Alors que le soleil de juin annonçait déjà un été caniculaire, un jeune garçon, appelé Sine, était allongé dans une clairière cachée de tous. Celle-ci se trouvait dans le bois non loin de son foyer. Lui seul connaissait cet endroit, il en avait fait son refuge.
Sine n'avait jamais connu ses parents ; alors qu'il n'était qu'un bébé, un incendie avait ravagé leur maison lui avait-on rapporté. Les pompiers n'avaient pu sauver que lui et, depuis, il vivait dans un foyer de l'enfance. Sine passait la plupart de son temps libre seul. Son coin favori était cette éclaircie dans le bois des hautes roches. Ici, il se sentait en sécurité, personne pour venir lui chercher des problèmes, pas comme au collège où Kévin et sa bande passaient leur temps à le martyriser. Sine ne cherchait jamais à se défendre, pour lui c'était peine perdue.

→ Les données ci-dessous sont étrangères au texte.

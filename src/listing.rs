//! Directory listing and required file lookup.

use std::collections::BTreeSet;
use std::fs;
use std::path::Path;

use crate::error::CheckError;

/// What a required file is for, which decides how it is described when missing
#[derive(Debug, Clone, Copy, PartialEq, Eq)]
pub enum FileRole {
    Readme,
    SecretFlags,
    /// Built by the project's Makefile
    Client,
}

impl FileRole {
    pub fn noun(&self) -> &'static str {
        match self {
            Self::Readme | Self::SecretFlags => "file",
            Self::Client => "program",
        }
    }
}

/// Names of the entries directly inside `dir`.
///
/// Non-UTF-8 names are converted lossily; they can never match a required
/// name anyway.
pub fn list_dir(dir: &Path) -> Result<BTreeSet<String>, CheckError> {
    let entries = fs::read_dir(dir).map_err(|e| CheckError::unreadable(dir, e))?;

    let mut names = BTreeSet::new();
    for entry in entries {
        let entry = entry.map_err(|e| CheckError::unreadable(dir, e))?;
        names.insert(entry.file_name().to_string_lossy().into_owned());
    }

    Ok(names)
}

/// Fail with [`CheckError::MissingFile`] unless `name` is in `listing`.
pub fn require_file(
    listing: &BTreeSet<String>,
    name: &str,
    role: FileRole,
) -> Result<(), CheckError> {
    if listing.contains(name) {
        Ok(())
    } else {
        Err(CheckError::MissingFile {
            name: name.to_string(),
            role,
        })
    }
}
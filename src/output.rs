//! Mode-aware terminal output.
//!
//! All check output goes through [`Output`]:
//! - Human: diagnostics, warnings and the final success line
//! - Verbose: Human plus a `→` line per step and indented details
//! - Quiet: only the failing diagnostic
//!
//! Messages are written verbatim. Color is only added when writing to a
//! terminal, so captured output is plain text. A custom writer can be
//! injected for test capture.

use colored::Colorize;
use std::io::{self, Write};
use std::sync::{Arc, Mutex};

/// Output mode selection
#[derive(Debug, Clone, Copy, PartialEq, Eq, Default)]
pub enum OutputMode {
    #[default]
    Human,
    Verbose,
    /// Only errors are emitted
    Quiet,
}

impl OutputMode {
    pub fn from_flags(verbose: bool, quiet: bool) -> Self {
        match (verbose, quiet) {
            (_, true) => Self::Quiet,
            (true, false) => Self::Verbose,
            (false, false) => Self::Human,
        }
    }
}

#[derive(Clone)]
pub struct Output {
    mode: OutputMode,
    writer: Arc<Mutex<Box<dyn Write + Send>>>,
    is_tty: bool,
}

impl Output {
    /// Create a new Output writing to stdout
    pub fn new(mode: OutputMode) -> Self {
        let is_tty = atty::is(atty::Stream::Stdout);
        Self {
            mode,
            writer: Arc::new(Mutex::new(Box::new(io::stdout()))),
            is_tty,
        }
    }

    /// Create an Output with a custom writer (for testing)
    pub fn with_writer(mode: OutputMode, writer: Box<dyn Write + Send>) -> Self {
        Self {
            mode,
            writer: Arc::new(Mutex::new(writer)),
            is_tty: false,
        }
    }

    /// "→ {msg}", verbose only
    pub fn step(&self, msg: &str) {
        if self.mode != OutputMode::Verbose {
            return;
        }
        let prefix = if self.is_tty {
            "→".cyan().to_string()
        } else {
            "→".to_string()
        };
        self.write_line(&format!("{} {}", prefix, msg));
    }

    /// Indented subordinate info, verbose only
    pub fn detail(&self, msg: &str) {
        if self.mode != OutputMode::Verbose {
            return;
        }
        for line in msg.lines() {
            self.write_line(&format!("  {}", line));
        }
    }

    /// Non-fatal problem
    pub fn warn(&self, msg: &str) {
        if self.mode == OutputMode::Quiet {
            return;
        }
        if self.is_tty {
            self.write_line(&msg.yellow().to_string());
        } else {
            self.write_line(msg);
        }
    }

    /// The failing check's diagnostic. Printed in every mode.
    pub fn error(&self, msg: &str) {
        if self.is_tty {
            self.write_line(&msg.red().to_string());
        } else {
            self.write_line(msg);
        }
    }

    pub fn success(&self, msg: &str) {
        if self.mode == OutputMode::Quiet {
            return;
        }
        if self.is_tty {
            self.write_line(&msg.green().to_string());
        } else {
            self.write_line(msg);
        }
    }

    fn write_line(&self, line: &str) {
        if let Ok(mut writer) = self.writer.lock() {
            let _ = writeln!(writer, "{}", line);
            let _ = writer.flush();
        }
    }

    /// Get the current output mode
    pub fn mode(&self) -> OutputMode {
        self.mode
    }

    pub fn is_tty(&self) -> bool {
        self.is_tty
    }
}

#[cfg(test)]
mod tests {
    use super::*;
    use std::sync::{Arc, Mutex};

    struct TestWriter {
        buffer: Arc<Mutex<Vec<u8>>>,
    }

    impl TestWriter {
        fn new() -> (Self, Arc<Mutex<Vec<u8>>>) {
            let buffer = Arc::new(Mutex::new(Vec::new()));
            (
                Self {
                    buffer: buffer.clone(),
                },
                buffer,
            )
        }
    }

    impl Write for TestWriter {
        fn write(&mut self, buf: &[u8]) -> io::Result<usize> {
            self.buffer.lock().unwrap().write(buf)
        }

        fn flush(&mut self) -> io::Result<()> {
            self.buffer.lock().unwrap().flush()
        }
    }

    fn emit_all(mode: OutputMode) -> String {
        let (writer, buffer) = TestWriter::new();
        let output = Output::with_writer(mode, Box::new(writer));

        output.step("Starting");
        output.detail("Detail");
        output.warn("Warning");
        output.error("Error");
        output.success("Done");

        let data = buffer.lock().unwrap();
        String::from_utf8(data.clone()).unwrap()
    }

    #[test]
    fn test_human_mode_output() {
        assert_eq!(emit_all(OutputMode::Human), "Warning\nError\nDone\n");
    }

    #[test]
    fn test_verbose_mode_output() {
        assert_eq!(
            emit_all(OutputMode::Verbose),
            "→ Starting\n  Detail\nWarning\nError\nDone\n"
        );
    }

    #[test]
    fn test_quiet_mode_only_errors() {
        assert_eq!(emit_all(OutputMode::Quiet), "Error\n");
    }

    #[test]
    fn test_detail_indents_every_line() {
        let (writer, buffer) = TestWriter::new();
        let output = Output::with_writer(OutputMode::Verbose, Box::new(writer));

        output.detail("cc -c client.c\ncc -o client client.o\n");

        let data = buffer.lock().unwrap();
        let result = String::from_utf8(data.clone()).unwrap();
        assert_eq!(result, "  cc -c client.c\n  cc -o client client.o\n");
    }

    #[test]
    fn test_mode_from_flags() {
        assert_eq!(OutputMode::from_flags(false, false), OutputMode::Human);
        assert_eq!(OutputMode::from_flags(true, false), OutputMode::Verbose);
        assert_eq!(OutputMode::from_flags(false, true), OutputMode::Quiet);
    }

    #[test]
    fn test_custom_writer_is_not_tty() {
        let (writer, _buffer) = TestWriter::new();
        let output = Output::with_writer(OutputMode::Quiet, Box::new(writer));
        assert!(!output.is_tty());
        assert_eq!(output.mode(), OutputMode::Quiet);
    }
}
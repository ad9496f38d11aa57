//! CLI entry point for submission-check.

use clap::Parser;
use colored::Colorize;
use std::path::PathBuf;
use std::process::ExitCode;

use submission_check::checker;
use submission_check::config::CheckConfig;
use submission_check::output::{Output, OutputMode};

/// Exit status for usage and settings errors, matching clap's own
const SETUP_ERROR: u8 = 2;

const LONG_VERSION: &str = concat!(
    env!("CARGO_PKG_VERSION"),
    "\ncommit: ",
    env!("GIT_SHA"),
    "\nbuilt: ",
    env!("BUILD_DATE")
);

#[derive(Parser)]
#[command(name = "submission-check")]
#[command(version, long_version = LONG_VERSION)]
#[command(about = "Check that a project directory is ready for submission", long_about = None)]
#[command(
    after_help = "CHECKS (in order, stopping at the first failure):\n    README.md and secret_flags exist and use Unix line endings\n    make succeeds in the project directory\n    the build produced a client program\n    secret_flags contains at least one 64-byte flag"
)]
struct Cli {
    /// Path to the directory containing your project, i.e. the directory
    /// containing README.md, secret_flags, and your Makefile
    project_directory: PathBuf,

    /// Read checklist settings from a YAML (or Markdown frontmatter) file
    #[arg(long, value_name = "PATH")]
    config: Option<PathBuf>,

    /// Print each step as it runs
    #[arg(short, long, conflicts_with = "quiet")]
    verbose: bool,

    /// Only print the failing check
    #[arg(short, long)]
    quiet: bool,
}

fn main() -> ExitCode {
    let cli = Cli::parse();

    let config = match &cli.config {
        Some(path) => CheckConfig::load_from(path),
        None => Ok(CheckConfig::default()),
    };
    let config = match config {
        Ok(config) => config,
        Err(err) => {
            eprintln!("{} {:#}", "Error:".red(), err);
            return ExitCode::from(SETUP_ERROR);
        }
    };

    let output = Output::new(OutputMode::from_flags(cli.verbose, cli.quiet));
    ExitCode::from(checker::execute(&cli.project_directory, &config, &output))
}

Allongé sur une touffe d'herbes grasses bien moelleuse, Sine adorait perdre son regard dans le ciel et s'imaginer des situations où il serait le héros, comme donner une bonne leçon à Kévin et sa bande devant tout le collège ; ou encore parler à Cindy, cette jolie blonde qui s'assoie souvent au deuxième rang dans la classe. Ces dernières pensées firent naître un sourire qui en disait long sur ses sentiments pour elle.
C'est à ce moment que son téléphone se mit à sonner, il se redressa et le sortit de son sac. C'était la directrice du foyer, il le savait déjà, car c'était la seule à connaitre son numéro, et pour cause, c'est elle qui lui avait confié ce portable quelques mois auparavant.
— Allô ? articula Sine tout en retirant l'herbe de ses cheveux.
— Rentre immédiatement ! ordonna la directrice. J'ai appris ce qu'il s'est passé au collège, viens me voir dans mon bureau.
— OK... À tout de suite... répondit Sine timidement.
Il s'allongea à nouveau pour se réserver encore quelques secondes de détente, mais c'était maintenant trop tard, impossible de retrouver l'agréable image de Cindy, toutes ses pensées le ramenaient à l'incident. Il se leva alors et rangea son téléphone avant de se diriger vers le foyer, le pas rapide, autant régler cela le plus tôt possible.
Arrivé devant son lieu d'hébergement, il prit directement la direction du bureau de la responsable. Devant la porte, il inspira une grande bouffée d'air pour se concentrer et se donner du courage avant de frapper avec assurance.
— Entre Sine ! invita la directrice qui visiblement l'attendait lui et personne d'autre.
À peine avait-il poussé la porte qu'un cri de surprise et de colère s'échappa de derrière l'office.
— Ton œil ! Tu aurais dû rentrer directement ! Ou au moins passer par l'infirmerie...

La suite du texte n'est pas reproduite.